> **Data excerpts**
━━━━━━━━

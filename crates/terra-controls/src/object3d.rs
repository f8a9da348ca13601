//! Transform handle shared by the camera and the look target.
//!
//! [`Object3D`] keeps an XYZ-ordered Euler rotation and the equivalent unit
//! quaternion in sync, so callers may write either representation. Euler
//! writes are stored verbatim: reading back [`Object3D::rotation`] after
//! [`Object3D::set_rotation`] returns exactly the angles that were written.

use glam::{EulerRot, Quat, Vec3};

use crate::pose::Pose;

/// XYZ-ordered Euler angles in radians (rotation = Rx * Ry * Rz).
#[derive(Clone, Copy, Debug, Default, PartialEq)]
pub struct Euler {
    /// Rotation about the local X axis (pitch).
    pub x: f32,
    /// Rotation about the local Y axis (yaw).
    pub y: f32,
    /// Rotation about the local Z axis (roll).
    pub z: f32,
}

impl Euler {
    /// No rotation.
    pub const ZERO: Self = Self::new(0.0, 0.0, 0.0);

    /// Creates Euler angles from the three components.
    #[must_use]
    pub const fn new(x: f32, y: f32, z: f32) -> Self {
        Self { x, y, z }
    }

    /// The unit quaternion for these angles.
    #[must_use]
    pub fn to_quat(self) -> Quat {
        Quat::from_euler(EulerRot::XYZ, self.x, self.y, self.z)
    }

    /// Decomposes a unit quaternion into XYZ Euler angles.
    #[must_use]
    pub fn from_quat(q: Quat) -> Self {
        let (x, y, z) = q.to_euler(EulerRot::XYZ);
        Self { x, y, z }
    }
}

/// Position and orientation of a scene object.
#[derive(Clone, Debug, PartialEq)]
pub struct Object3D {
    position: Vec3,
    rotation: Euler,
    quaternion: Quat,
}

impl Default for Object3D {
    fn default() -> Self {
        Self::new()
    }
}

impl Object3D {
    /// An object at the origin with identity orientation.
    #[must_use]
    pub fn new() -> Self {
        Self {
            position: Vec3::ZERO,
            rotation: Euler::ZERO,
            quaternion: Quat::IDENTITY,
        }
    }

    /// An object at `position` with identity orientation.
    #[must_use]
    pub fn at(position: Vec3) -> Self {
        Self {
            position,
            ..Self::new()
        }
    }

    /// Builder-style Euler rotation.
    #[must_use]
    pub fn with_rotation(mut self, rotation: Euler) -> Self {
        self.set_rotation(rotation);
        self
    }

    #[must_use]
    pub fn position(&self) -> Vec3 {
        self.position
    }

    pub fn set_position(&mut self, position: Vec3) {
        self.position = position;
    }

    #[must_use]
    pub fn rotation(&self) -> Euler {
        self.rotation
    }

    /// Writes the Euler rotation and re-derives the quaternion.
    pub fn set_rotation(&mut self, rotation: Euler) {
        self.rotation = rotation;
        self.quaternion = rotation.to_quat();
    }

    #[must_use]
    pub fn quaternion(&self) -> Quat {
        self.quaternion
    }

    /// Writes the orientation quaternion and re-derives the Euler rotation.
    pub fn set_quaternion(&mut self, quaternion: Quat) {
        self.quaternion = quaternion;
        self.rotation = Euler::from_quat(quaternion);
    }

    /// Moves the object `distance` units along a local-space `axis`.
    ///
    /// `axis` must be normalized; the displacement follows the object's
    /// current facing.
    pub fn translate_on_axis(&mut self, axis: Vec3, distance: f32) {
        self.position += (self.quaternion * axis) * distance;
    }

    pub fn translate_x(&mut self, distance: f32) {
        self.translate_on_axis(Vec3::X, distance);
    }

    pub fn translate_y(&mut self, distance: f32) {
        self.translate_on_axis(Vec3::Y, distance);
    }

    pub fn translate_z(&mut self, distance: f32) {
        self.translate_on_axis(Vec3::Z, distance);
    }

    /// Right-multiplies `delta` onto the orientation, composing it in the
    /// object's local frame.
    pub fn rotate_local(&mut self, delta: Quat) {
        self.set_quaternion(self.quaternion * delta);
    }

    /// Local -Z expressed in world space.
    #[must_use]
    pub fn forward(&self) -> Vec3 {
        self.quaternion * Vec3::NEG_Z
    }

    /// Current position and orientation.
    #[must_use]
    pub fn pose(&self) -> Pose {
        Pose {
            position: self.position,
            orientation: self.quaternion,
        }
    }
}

━━━━━━━━

> **YOUR GOAL**
For each line of the entries that includes "orientation", show that line.

> **ANSWER BOX**
/// Position and orientation of a scene object.
    /// An object at the origin with identity orientation.
    /// An object at `position` with identity orientation.
    /// Writes the orientation quaternion and re-derives the Euler rotation.
    /// Right-multiplies `delta` onto the orientation, composing it in the
    /// Current position and orientation.
            orientation: self.quaternion,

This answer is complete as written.